## DESCRIPTION OF THE TASK
Would you please return the lines of the entries below starting at the line that has "pub enum Coverage" and ending at the line that has "dataset's objects live", both included, exactly as they are?

## ENTRIES SUPPLIED
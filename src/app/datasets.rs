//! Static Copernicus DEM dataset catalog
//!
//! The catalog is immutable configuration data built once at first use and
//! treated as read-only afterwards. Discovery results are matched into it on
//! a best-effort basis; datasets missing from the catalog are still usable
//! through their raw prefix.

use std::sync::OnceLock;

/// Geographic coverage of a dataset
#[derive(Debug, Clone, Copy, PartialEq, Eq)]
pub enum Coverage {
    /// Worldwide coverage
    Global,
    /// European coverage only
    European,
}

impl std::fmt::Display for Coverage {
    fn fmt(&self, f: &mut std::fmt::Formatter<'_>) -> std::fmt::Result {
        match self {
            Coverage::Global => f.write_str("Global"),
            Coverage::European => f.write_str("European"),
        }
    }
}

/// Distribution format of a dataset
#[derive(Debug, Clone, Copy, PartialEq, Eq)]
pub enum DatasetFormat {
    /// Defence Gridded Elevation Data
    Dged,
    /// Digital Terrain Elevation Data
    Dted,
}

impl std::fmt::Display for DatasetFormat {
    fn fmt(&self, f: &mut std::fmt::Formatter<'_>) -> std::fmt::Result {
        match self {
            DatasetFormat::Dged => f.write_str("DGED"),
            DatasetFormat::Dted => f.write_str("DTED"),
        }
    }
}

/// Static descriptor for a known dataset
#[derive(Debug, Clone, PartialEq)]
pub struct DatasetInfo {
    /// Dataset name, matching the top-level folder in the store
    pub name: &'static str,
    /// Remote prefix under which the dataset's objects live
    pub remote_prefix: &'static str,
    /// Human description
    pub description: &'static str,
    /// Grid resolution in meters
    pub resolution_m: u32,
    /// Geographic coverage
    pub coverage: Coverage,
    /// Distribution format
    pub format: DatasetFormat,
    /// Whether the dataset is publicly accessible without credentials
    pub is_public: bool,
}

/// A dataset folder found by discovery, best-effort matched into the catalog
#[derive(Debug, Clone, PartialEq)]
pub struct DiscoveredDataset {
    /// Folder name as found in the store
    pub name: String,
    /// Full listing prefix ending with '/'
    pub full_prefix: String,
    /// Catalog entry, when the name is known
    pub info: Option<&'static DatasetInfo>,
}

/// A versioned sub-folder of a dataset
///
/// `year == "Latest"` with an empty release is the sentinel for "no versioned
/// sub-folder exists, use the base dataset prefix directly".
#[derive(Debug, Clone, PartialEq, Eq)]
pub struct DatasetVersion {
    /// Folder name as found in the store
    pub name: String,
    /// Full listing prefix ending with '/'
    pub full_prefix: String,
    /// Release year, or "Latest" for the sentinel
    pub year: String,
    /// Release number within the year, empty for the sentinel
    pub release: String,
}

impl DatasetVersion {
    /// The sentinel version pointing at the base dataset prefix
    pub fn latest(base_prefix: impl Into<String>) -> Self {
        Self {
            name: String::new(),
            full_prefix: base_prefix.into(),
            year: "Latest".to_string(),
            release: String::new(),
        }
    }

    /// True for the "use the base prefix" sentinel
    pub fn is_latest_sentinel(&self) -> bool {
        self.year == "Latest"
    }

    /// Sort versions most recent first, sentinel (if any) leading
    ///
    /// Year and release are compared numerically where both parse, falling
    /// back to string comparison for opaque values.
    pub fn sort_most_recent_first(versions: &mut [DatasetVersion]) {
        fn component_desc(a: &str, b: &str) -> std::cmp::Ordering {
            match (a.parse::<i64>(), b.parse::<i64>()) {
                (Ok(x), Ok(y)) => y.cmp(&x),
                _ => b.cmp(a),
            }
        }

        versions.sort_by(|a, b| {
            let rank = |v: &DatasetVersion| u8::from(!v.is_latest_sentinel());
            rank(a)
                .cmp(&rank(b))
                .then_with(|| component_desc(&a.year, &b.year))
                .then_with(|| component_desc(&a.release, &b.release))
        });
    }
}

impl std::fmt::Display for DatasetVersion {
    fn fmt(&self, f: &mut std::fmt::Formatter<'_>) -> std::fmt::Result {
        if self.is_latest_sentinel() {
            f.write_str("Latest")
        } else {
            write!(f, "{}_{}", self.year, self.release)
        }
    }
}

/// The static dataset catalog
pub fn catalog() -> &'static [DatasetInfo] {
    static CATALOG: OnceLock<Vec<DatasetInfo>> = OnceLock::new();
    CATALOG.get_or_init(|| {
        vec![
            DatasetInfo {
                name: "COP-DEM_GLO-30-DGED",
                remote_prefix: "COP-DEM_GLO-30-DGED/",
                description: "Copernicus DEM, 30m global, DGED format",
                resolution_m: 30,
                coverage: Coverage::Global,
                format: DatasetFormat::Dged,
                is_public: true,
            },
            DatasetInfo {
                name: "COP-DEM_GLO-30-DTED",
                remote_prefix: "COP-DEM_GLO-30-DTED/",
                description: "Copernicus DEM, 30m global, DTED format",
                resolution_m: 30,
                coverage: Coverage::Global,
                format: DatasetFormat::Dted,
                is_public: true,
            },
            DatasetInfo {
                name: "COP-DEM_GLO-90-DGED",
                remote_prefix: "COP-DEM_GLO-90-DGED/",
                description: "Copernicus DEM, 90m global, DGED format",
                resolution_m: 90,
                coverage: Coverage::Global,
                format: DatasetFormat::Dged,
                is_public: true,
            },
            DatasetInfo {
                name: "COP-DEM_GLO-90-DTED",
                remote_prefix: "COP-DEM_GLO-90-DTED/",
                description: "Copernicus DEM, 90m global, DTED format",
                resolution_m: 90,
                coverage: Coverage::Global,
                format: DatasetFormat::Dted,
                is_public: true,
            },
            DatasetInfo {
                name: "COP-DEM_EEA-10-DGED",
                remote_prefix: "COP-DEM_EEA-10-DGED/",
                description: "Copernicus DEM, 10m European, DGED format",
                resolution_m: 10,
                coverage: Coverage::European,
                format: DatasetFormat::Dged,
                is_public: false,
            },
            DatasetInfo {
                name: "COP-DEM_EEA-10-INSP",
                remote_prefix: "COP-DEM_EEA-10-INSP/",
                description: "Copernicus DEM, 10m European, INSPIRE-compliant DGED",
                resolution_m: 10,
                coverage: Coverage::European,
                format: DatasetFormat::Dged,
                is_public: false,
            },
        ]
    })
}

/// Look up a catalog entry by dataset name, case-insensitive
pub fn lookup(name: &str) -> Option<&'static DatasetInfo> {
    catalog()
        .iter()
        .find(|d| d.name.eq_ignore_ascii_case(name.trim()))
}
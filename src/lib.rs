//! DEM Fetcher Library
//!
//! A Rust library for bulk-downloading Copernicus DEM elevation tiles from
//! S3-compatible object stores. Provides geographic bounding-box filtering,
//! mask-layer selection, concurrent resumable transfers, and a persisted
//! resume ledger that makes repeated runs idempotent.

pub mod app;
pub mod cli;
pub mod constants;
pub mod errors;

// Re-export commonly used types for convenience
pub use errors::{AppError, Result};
---
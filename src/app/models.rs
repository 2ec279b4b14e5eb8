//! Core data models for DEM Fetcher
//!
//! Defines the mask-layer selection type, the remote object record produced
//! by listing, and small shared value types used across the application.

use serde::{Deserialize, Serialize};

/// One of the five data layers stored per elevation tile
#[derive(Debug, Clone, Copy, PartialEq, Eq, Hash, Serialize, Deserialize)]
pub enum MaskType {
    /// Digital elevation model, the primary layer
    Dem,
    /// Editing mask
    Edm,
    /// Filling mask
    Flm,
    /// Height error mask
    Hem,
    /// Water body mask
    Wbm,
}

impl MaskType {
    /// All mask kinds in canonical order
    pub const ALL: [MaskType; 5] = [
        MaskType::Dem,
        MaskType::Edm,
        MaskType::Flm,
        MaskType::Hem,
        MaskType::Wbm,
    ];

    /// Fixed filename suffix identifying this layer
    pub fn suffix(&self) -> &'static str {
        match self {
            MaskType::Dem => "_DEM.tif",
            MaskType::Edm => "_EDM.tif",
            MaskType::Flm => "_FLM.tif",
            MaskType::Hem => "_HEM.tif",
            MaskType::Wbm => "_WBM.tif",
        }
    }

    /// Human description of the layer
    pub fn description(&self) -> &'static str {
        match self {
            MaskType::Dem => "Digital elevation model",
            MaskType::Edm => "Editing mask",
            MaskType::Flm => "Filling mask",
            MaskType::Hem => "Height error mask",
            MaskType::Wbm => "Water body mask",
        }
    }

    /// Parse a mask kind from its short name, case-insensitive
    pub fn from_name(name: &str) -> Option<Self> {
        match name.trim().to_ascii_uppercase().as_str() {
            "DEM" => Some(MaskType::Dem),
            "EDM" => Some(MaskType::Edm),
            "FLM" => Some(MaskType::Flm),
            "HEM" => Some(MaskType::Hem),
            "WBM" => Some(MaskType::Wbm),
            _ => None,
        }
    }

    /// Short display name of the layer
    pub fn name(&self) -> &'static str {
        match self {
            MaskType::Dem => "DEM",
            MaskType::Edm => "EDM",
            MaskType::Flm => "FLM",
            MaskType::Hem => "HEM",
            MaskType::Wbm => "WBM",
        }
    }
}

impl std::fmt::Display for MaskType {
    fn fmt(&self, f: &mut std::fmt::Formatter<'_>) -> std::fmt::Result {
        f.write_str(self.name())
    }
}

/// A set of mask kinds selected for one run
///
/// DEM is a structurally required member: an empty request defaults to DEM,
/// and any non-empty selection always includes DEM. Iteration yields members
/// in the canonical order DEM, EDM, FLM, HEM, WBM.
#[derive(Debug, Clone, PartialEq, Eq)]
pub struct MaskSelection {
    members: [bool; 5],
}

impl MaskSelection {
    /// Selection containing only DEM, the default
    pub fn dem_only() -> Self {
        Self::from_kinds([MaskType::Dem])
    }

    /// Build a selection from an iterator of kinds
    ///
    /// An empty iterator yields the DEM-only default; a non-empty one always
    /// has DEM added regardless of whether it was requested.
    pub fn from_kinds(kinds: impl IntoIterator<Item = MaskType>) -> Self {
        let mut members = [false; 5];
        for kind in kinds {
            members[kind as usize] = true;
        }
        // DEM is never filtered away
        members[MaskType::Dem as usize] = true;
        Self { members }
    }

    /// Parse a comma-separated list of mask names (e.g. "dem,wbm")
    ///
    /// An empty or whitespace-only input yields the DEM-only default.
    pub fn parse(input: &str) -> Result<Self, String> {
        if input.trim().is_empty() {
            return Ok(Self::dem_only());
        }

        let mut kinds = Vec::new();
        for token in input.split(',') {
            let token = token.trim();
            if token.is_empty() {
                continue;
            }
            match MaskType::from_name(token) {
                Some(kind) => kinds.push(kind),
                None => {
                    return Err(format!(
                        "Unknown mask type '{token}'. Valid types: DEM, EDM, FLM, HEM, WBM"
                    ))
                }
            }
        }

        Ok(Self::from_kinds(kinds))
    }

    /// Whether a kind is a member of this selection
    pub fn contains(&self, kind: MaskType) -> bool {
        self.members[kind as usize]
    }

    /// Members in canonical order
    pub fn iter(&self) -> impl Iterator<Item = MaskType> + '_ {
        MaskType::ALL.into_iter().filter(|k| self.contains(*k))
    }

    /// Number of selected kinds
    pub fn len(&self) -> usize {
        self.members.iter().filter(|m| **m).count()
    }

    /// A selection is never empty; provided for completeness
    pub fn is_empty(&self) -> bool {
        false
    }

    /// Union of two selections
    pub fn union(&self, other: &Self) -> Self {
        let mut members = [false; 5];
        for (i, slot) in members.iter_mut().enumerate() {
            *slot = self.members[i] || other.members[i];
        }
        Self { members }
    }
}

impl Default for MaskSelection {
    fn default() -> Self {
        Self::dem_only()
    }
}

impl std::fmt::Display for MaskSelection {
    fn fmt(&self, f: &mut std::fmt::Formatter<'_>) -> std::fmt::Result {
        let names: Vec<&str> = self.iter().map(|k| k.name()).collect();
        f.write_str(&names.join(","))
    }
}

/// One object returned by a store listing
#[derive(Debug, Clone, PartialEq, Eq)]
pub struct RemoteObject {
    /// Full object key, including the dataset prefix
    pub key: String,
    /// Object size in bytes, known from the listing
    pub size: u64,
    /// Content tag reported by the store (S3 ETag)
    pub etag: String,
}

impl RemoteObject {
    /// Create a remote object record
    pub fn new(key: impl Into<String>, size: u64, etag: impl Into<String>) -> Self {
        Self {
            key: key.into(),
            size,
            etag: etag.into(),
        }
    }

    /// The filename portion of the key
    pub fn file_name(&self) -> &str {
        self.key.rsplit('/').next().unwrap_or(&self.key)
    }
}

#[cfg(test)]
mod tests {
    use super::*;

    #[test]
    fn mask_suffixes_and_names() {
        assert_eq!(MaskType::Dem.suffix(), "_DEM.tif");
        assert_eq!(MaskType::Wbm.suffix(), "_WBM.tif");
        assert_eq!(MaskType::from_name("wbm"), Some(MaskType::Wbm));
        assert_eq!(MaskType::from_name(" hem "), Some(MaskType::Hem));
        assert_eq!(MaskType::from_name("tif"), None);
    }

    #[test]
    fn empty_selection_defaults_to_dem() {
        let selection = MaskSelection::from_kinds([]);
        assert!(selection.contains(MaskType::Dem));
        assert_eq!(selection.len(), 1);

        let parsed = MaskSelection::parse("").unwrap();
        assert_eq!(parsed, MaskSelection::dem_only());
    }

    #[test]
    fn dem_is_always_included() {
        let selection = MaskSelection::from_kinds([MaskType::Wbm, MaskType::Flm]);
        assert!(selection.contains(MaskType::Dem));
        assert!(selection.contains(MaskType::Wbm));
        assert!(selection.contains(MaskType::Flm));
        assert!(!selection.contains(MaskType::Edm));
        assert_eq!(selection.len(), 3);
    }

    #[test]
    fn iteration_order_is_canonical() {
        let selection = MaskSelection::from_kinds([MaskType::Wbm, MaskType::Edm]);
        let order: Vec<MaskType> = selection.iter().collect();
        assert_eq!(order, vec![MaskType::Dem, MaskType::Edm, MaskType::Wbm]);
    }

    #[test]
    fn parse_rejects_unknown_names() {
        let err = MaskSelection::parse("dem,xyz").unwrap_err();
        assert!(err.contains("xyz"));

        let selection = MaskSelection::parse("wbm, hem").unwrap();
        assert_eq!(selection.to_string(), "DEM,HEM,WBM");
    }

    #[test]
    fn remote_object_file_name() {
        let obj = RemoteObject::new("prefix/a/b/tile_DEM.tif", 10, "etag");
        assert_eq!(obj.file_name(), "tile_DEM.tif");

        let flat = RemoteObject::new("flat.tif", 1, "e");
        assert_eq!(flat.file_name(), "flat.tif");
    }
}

## RESPONSE FOR THIS EXERCISE
pub enum Coverage {
    /// Worldwide coverage
    Global,
    /// European coverage only
    European,
}

impl std::fmt::Display for Coverage {
    fn fmt(&self, f: &mut std::fmt::Formatter<'_>) -> std::fmt::Result {
        match self {
            Coverage::Global => f.write_str("Global"),
            Coverage::European => f.write_str("European"),
        }
    }
}

/// Distribution format of a dataset
#[derive(Debug, Clone, Copy, PartialEq, Eq)]
pub enum DatasetFormat {
    /// Defence Gridded Elevation Data
    Dged,
    /// Digital Terrain Elevation Data
    Dted,
}

impl std::fmt::Display for DatasetFormat {
    fn fmt(&self, f: &mut std::fmt::Formatter<'_>) -> std::fmt::Result {
        match self {
            DatasetFormat::Dged => f.write_str("DGED"),
            DatasetFormat::Dted => f.write_str("DTED"),
        }
    }
}

/// Static descriptor for a known dataset
#[derive(Debug, Clone, PartialEq)]
pub struct DatasetInfo {
    /// Dataset name, matching the top-level folder in the store
    pub name: &'static str,
    /// Remote prefix under which the dataset's objects live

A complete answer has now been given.